The trials of the liberal arts preoccupied the MLA conference. Matthew Reisz writes from Los Angeles

一月 13, 2011

The tough realities faced by the "academy in hard times" were discussed by thousands of humanities scholars who gathered in California for the annual convention of the Modern Language Association of America.

The conference in Los Angeles, held on 6-9 January, saw delegates debate such issues as "the actions we must take if we expect the academy to emerge in recognizable shape" from the current crisis.

Although US higher education had endured difficult periods before, said Michael Berube, Paterno Family professor in literature at Pennsylvania State University, today's problems were "structural", as reflected in pay reductions, programme cuts, staff furloughs and a withdrawal of stimulus funds that has left "some universities with shortfalls of 20 to 25 per cent".

At the end of the tunnel, he said, could await something as dire as the UK's recent Comprehensive Spending Review, in which public funding for higher education was cut by 40 per cent, with the teaching grant for arts, humanities and social sciences courses axed altogether.

Reed Dasenbrock, vice-chancellor for academic affairs at the University of Hawai'i at Mnoa, said that contrary to common belief, it was teaching income from the humanities that largely subsidised the sciences in the US, at least in public universities. He also reminded his audience that despite the gloom, "the US still spends more per capita on higher education than any country in the world except Switzerland".

For Monica Jacobe, lecturer on the writing programme at Princeton University, the rhetoric of "hard times" was being employed to justify attacks on higher education that had been well under way long before the current recession.

She would be happy, she said, if, "on the other side of these supposed hard times, we returned to an academy I'm not sure ever existed - one where the profession at large values what we do in and out of the classroom, where that value is affirmed with academic freedom and tenure as the dominant paradigm, and where institutions of higher learning spend more on instruction than on utility bills".

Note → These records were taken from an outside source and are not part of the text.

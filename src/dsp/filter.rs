use std::f32::consts::TAU;

use crate::dsp::delay::RingBuffer;

/*
Single-Sample Filters
=====================

The loop filters inside the physical models are tiny: one or two coefficients
and one or two memory registers. They are kept as separate types instead of
one general biquad so that each model reads like its block diagram.

| type      | difference equation                                      |
| --------- | -------------------------------------------------------- |
| OneZero   | y[t] = b0 x[t] + b1 x[t-1]                               |
| OnePole   | y[t] = b0 x[t] - a1 y[t-1]                               |
| DcBlock   | y[t] = x[t] - x[t-1] + p y[t-1]                          |
| BiQuad    | y[t] = b0 x[t] + b1 x[t-1] + b2 x[t-2] - a1 y[t-1] - a2 y[t-2] |
| Fir       | y[t] = sum(c[k] x[t-k])                                  |

Gain normalisation
------------------

OneZero and OnePole keep a `gain`: the peak magnitude of the response. Moving
the zero or the pole rescales b0 (and b1) so the peak stays at `gain`, which
is what keeps a Karplus-Strong loop from changing loudness (or stability) when
its brightness is adjusted.

    one-zero peak = |b0| + |b1|
    one-pole peak = |b0| / (1 - |pole|)

Coefficients only change through explicit setters.
*/

/// Largest pole radius accepted by the recursive filters.
const MAX_RADIUS: f32 = 0.99999;

fn clamp_radius(radius: f32, who: &str) -> f32 {
    if !(0.0..=MAX_RADIUS).contains(&radius) {
        let clamped = radius.clamp(0.0, MAX_RADIUS);
        log::warn!("{who}: pole radius {radius} is unstable; clamping to {clamped}");
        clamped
    } else {
        radius
    }
}

/// One-zero filter.
#[derive(Debug, Clone)]
pub struct OneZero {
    b0: f32,
    b1: f32,
    gain: f32,
    last_in: f32,
    last_out: f32,
}

impl OneZero {
    /// Two-point average: zero at Nyquist, unity gain at DC.
    pub fn new() -> Self {
        let mut filter = Self {
            b0: 0.0,
            b1: 0.0,
            gain: 1.0,
            last_in: 0.0,
            last_out: 0.0,
        };
        filter.set_zero(-1.0);
        filter
    }

    /// Place the zero at `zero` on the real axis, keeping the peak gain.
    pub fn set_zero(&mut self, zero: f32) {
        self.b0 = self.gain / (1.0 + zero.abs());
        self.b1 = -zero * self.b0;
    }

    pub fn set_coefficients(&mut self, b0: f32, b1: f32) {
        self.b0 = b0;
        self.b1 = b1;
        self.gain = b0.abs() + b1.abs();
    }

    /// Rescale the coefficients so the peak gain equals `gain`.
    pub fn set_gain(&mut self, gain: f32) {
        let peak = self.b0.abs() + self.b1.abs();
        if peak > 0.0 {
            let scale = gain.abs() / peak;
            self.b0 *= scale.copysign(gain);
            self.b1 *= scale.copysign(gain);
        }
        self.gain = gain;
    }

    pub fn coefficients(&self) -> (f32, f32) {
        (self.b0, self.b1)
    }

    #[inline]
    pub fn tick(&mut self, sample: f32) -> f32 {
        self.last_out = self.b0 * sample + self.b1 * self.last_in;
        self.last_in = sample;
        self.last_out
    }

    #[inline]
    pub fn last_out(&self) -> f32 {
        self.last_out
    }

    pub fn clear(&mut self) {
        self.last_in = 0.0;
        self.last_out = 0.0;
    }
}

impl Default for OneZero {
    fn default() -> Self {
        Self::new()
    }
}

/// One-pole filter.
#[derive(Debug, Clone)]
pub struct OnePole {
    b0: f32,
    a1: f32,
    gain: f32,
    last_out: f32,
}

impl OnePole {
    /// Gentle low-pass with the pole at 0.9.
    pub fn new() -> Self {
        Self::with_pole(0.9)
    }

    pub fn with_pole(pole: f32) -> Self {
        let mut filter = Self {
            b0: 0.0,
            a1: 0.0,
            gain: 1.0,
            last_out: 0.0,
        };
        filter.set_pole(pole);
        filter
    }

    /// Place the pole at `pole`, keeping the peak gain.
    pub fn set_pole(&mut self, pole: f32) {
        let radius = clamp_radius(pole.abs(), "OnePole");
        let pole = radius.copysign(pole);
        self.a1 = -pole;
        self.b0 = self.gain * (1.0 - radius);
    }

    pub fn set_coefficients(&mut self, b0: f32, a1: f32) {
        let radius = clamp_radius(a1.abs(), "OnePole");
        self.b0 = b0;
        self.a1 = radius.copysign(a1);
        self.gain = b0 / (1.0 - radius);
    }

    pub fn set_gain(&mut self, gain: f32) {
        self.gain = gain;
        self.b0 = gain * (1.0 - self.a1.abs());
    }

    pub fn coefficients(&self) -> (f32, f32) {
        (self.b0, self.a1)
    }

    #[inline]
    pub fn tick(&mut self, sample: f32) -> f32 {
        self.last_out = self.b0 * sample - self.a1 * self.last_out;
        self.last_out
    }

    #[inline]
    pub fn last_out(&self) -> f32 {
        self.last_out
    }

    pub fn clear(&mut self) {
        self.last_out = 0.0;
    }
}

impl Default for OnePole {
    fn default() -> Self {
        Self::new()
    }
}

/// Pole-zero DC blocker: a zero at DC and a pole just inside it.
#[derive(Debug, Clone)]
pub struct DcBlock {
    pole: f32,
    last_in: f32,
    last_out: f32,
}

impl DcBlock {
    pub fn new(pole: f32) -> Self {
        Self {
            pole: clamp_radius(pole, "DcBlock"),
            last_in: 0.0,
            last_out: 0.0,
        }
    }

    #[inline]
    pub fn tick(&mut self, sample: f32) -> f32 {
        self.last_out = sample - self.last_in + self.pole * self.last_out;
        self.last_in = sample;
        self.last_out
    }

    #[inline]
    pub fn last_out(&self) -> f32 {
        self.last_out
    }

    pub fn clear(&mut self) {
        self.last_in = 0.0;
        self.last_out = 0.0;
    }
}

impl Default for DcBlock {
    fn default() -> Self {
        Self::new(0.99)
    }
}

/// Two-pole, two-zero filter section.
#[derive(Debug, Clone)]
pub struct BiQuad {
    b0: f32,
    b1: f32,
    b2: f32,
    a1: f32,
    a2: f32,
    gain: f32,
    x1: f32,
    x2: f32,
    y1: f32,
    y2: f32,
}

impl BiQuad {
    /// Identity filter.
    pub fn new() -> Self {
        Self {
            b0: 1.0,
            b1: 0.0,
            b2: 0.0,
            a1: 0.0,
            a2: 0.0,
            gain: 1.0,
            x1: 0.0,
            x2: 0.0,
            y1: 0.0,
            y2: 0.0,
        }
    }

    pub fn set_coefficients(&mut self, b0: f32, b1: f32, b2: f32, a1: f32, a2: f32) {
        self.b0 = b0;
        self.b1 = b1;
        self.b2 = b2;
        self.a1 = a1;
        self.a2 = a2;
    }

    /// Place a complex-conjugate pole pair at `frequency` with pole `radius`.
    ///
    /// With `normalize`, zeros go to DC and Nyquist and b0 is scaled so the
    /// peak gain sits near 1 regardless of the radius.
    pub fn set_resonance(&mut self, frequency: f32, radius: f32, normalize: bool, sample_rate: f32) {
        let radius = clamp_radius(radius, "BiQuad");
        self.a2 = radius * radius;
        self.a1 = -2.0 * radius * (TAU * frequency / sample_rate).cos();
        if normalize {
            self.b0 = 0.5 - 0.5 * self.a2;
            self.b1 = 0.0;
            self.b2 = -self.b0;
        }
    }

    /// Place a complex-conjugate zero pair at `frequency` with `radius`.
    pub fn set_notch(&mut self, frequency: f32, radius: f32, sample_rate: f32) {
        self.b0 = 1.0;
        self.b2 = radius * radius;
        self.b1 = -2.0 * radius * (TAU * frequency / sample_rate).cos();
    }

    /// Zeros at DC and Nyquist with equal gain at both band edges.
    pub fn set_equal_gain_zeros(&mut self) {
        self.b0 = 1.0;
        self.b1 = 0.0;
        self.b2 = -1.0;
    }

    /// Input gain applied before the section.
    pub fn set_gain(&mut self, gain: f32) {
        self.gain = gain;
    }

    #[inline]
    pub fn tick(&mut self, sample: f32) -> f32 {
        let x0 = self.gain * sample;
        let y0 = self.b0 * x0 + self.b1 * self.x1 + self.b2 * self.x2
            - self.a1 * self.y1
            - self.a2 * self.y2;
        self.x2 = self.x1;
        self.x1 = x0;
        self.y2 = self.y1;
        self.y1 = y0;
        y0
    }

    #[inline]
    pub fn last_out(&self) -> f32 {
        self.y1
    }

    pub fn clear(&mut self) {
        self.x1 = 0.0;
        self.x2 = 0.0;
        self.y1 = 0.0;
        self.y2 = 0.0;
    }
}

impl Default for BiQuad {
    fn default() -> Self {
        Self::new()
    }
}

/// Direct-form FIR filter over a caller-supplied coefficient vector.
#[derive(Debug, Clone)]
pub struct Fir {
    coefficients: Vec<f32>,
    history: RingBuffer,
    gain: f32,
    last_out: f32,
}

impl Fir {
    pub fn new(coefficients: Vec<f32>) -> Self {
        let coefficients = if coefficients.is_empty() {
            log::warn!("Fir: empty coefficient vector; using identity");
            vec![1.0]
        } else {
            coefficients
        };
        let history = RingBuffer::new(coefficients.len());
        Self {
            coefficients,
            history,
            gain: 1.0,
            last_out: 0.0,
        }
    }

    pub fn order(&self) -> usize {
        self.coefficients.len() - 1
    }

    pub fn set_gain(&mut self, gain: f32) {
        self.gain = gain;
    }

    #[inline]
    pub fn tick(&mut self, sample: f32) -> f32 {
        self.history.push(self.gain * sample);
        self.last_out = self
            .coefficients
            .iter()
            .enumerate()
            .map(|(k, c)| c * self.history.read(k))
            .sum();
        self.last_out
    }

    #[inline]
    pub fn last_out(&self) -> f32 {
        self.last_out
    }

    pub fn clear(&mut self) {
        self.history.clear();
        self.last_out = 0.0;
    }
}

#[cfg(test)]
mod tests {
    use super::*;

    const SAMPLE_RATE: f32 = 48_000.0;

    fn sine(frequency: f32, len: usize) -> Vec<f32> {
        (0..len)
            .map(|n| (TAU * frequency * n as f32 / SAMPLE_RATE).sin())
            .collect()
    }

    fn peak_after_transient(buffer: &[f32]) -> f32 {
        let skip = buffer.len() / 2;
        buffer[skip..].iter().fold(0.0f32, |acc, &x| acc.max(x.abs()))
    }

    #[test]
    fn one_zero_default_is_unity_at_dc() {
        let mut filter = OneZero::new();
        filter.tick(1.0);
        assert!((filter.tick(1.0) - 1.0).abs() < 1e-6);
        // Nyquist is cancelled
        filter.clear();
        filter.tick(1.0);
        assert!(filter.tick(-1.0).abs() < 1e-6);
    }

    #[test]
    fn one_zero_gain_independent_of_zero() {
        let mut filter = OneZero::new();
        filter.set_gain(0.5);
        for zero in [-1.0, -0.3, 0.2, 0.9] {
            filter.set_zero(zero);
            let (b0, b1) = filter.coefficients();
            assert!((b0.abs() + b1.abs() - 0.5).abs() < 1e-6, "zero {zero}");
        }
    }

    #[test]
    fn one_pole_settles_to_gain() {
        let mut filter = OnePole::with_pole(0.9);
        filter.set_gain(2.0);
        let mut out = 0.0;
        for _ in 0..500 {
            out = filter.tick(1.0);
        }
        assert!((out - 2.0).abs() < 1e-3, "got {out}");
    }

    #[test]
    fn one_pole_rejects_unstable_pole() {
        let mut filter = OnePole::new();
        filter.set_pole(1.5);
        let (_, a1) = filter.coefficients();
        assert!(a1.abs() < 1.0);
    }

    #[test]
    fn dc_block_removes_offset() {
        let mut filter = DcBlock::default();
        let mut out = 1.0;
        for _ in 0..2000 {
            out = filter.tick(1.0);
        }
        assert!(out.abs() < 1e-3, "got {out}");
    }

    #[test]
    fn biquad_resonance_emphasizes_center() {
        let mut filter = BiQuad::new();
        filter.set_resonance(1_000.0, 0.99, true, SAMPLE_RATE);

        let mut center = sine(1_000.0, 4096);
        for s in center.iter_mut() {
            *s = filter.tick(*s);
        }
        filter.clear();
        let mut off = sine(200.0, 4096);
        for s in off.iter_mut() {
            *s = filter.tick(*s);
        }

        let center_peak = peak_after_transient(&center);
        let off_peak = peak_after_transient(&off);
        assert!(
            center_peak > off_peak * 4.0,
            "center_peak={center_peak}, off_peak={off_peak}"
        );
        assert!(center_peak < 1.2, "normalized peak gain should be near 1");
    }

    #[test]
    fn biquad_notch_rejects_center() {
        let mut filter = BiQuad::new();
        filter.set_notch(1_000.0, 1.0, SAMPLE_RATE);
        let mut center = sine(1_000.0, 1024);
        for s in center.iter_mut() {
            *s = filter.tick(*s);
        }
        assert!(peak_after_transient(&center) < 1e-3);
    }

    #[test]
    fn equal_gain_zeros_block_dc() {
        let mut filter = BiQuad::new();
        filter.set_resonance(500.0, 0.9, false, SAMPLE_RATE);
        filter.set_equal_gain_zeros();
        let out: Vec<f32> = (0..2048).map(|_| filter.tick(1.0)).collect();
        assert!(out[2047].abs() < 1e-4);
    }

    #[test]
    fn fir_impulse_response_is_coefficients() {
        let taps = vec![0.5, 0.25, -0.125];
        let mut filter = Fir::new(taps.clone());
        let response: Vec<f32> = (0..5)
            .map(|i| filter.tick(if i == 0 { 1.0 } else { 0.0 }))
            .collect();
        assert_eq!(&response[..3], &taps[..]);
        assert_eq!(response[3], 0.0);
        assert_eq!(filter.order(), 2);
    }
}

Cora Kaplan, honorary professor of English and drama at Queen Mary, University of London, formed a panel of English academics to update America on "the strange death of the liberal university in Britain".

Derek Attridge, professor of English at the University of York, suggested that British educational policy was often justified by misleading parallels to Harvard and Yale that ignored the crucial place of public universities in the US system.

He also won widespread support for his argument that universities "seem to have forgotten that a large part of their social value depends on their critical function - their willingness to 'speak truth to power'?".

Among other sessions exploring academic freedom, governance, protest, unionisation and the need to improve conditions for non-tenure-track positions, a panel on "hacking the academy" looked at self-help techniques for coping with the stresses of these hard times.

Keep your chin up

Natalie Houston, associate professor of English at the University of Houston, delivered a warning about "the conventional scripts of academic selfhood".

She said: "When a new term starts and somebody asks 'How was your break?', it is easy to respond with 'I didn't get enough done' and receive a sympathetic response. After three conversations like that, you end up thoroughly depressed."

Academics would always be miserable if they let other people define success for them in terms of quantity of output, she added, which inevitably left them with a sense of not having done enough.

The theme was also discussed by Sidonie Smith, Martha Guernsey Colby collegiate professor of English and women's studies at the University of Michigan, in her presidential address to the conference.

She urged delegates to "engage the crisis" and "not to forget the changes won by hard work in the past".

When she was pregnant, she said, she had "planned for a delivery at the end of December because I knew I would have to return to the classroom in the second week of January...I sat in the back of faculty meetings for his first several months breastfeeding. Now men and women in tenured and tenure-track positions can take parental leave."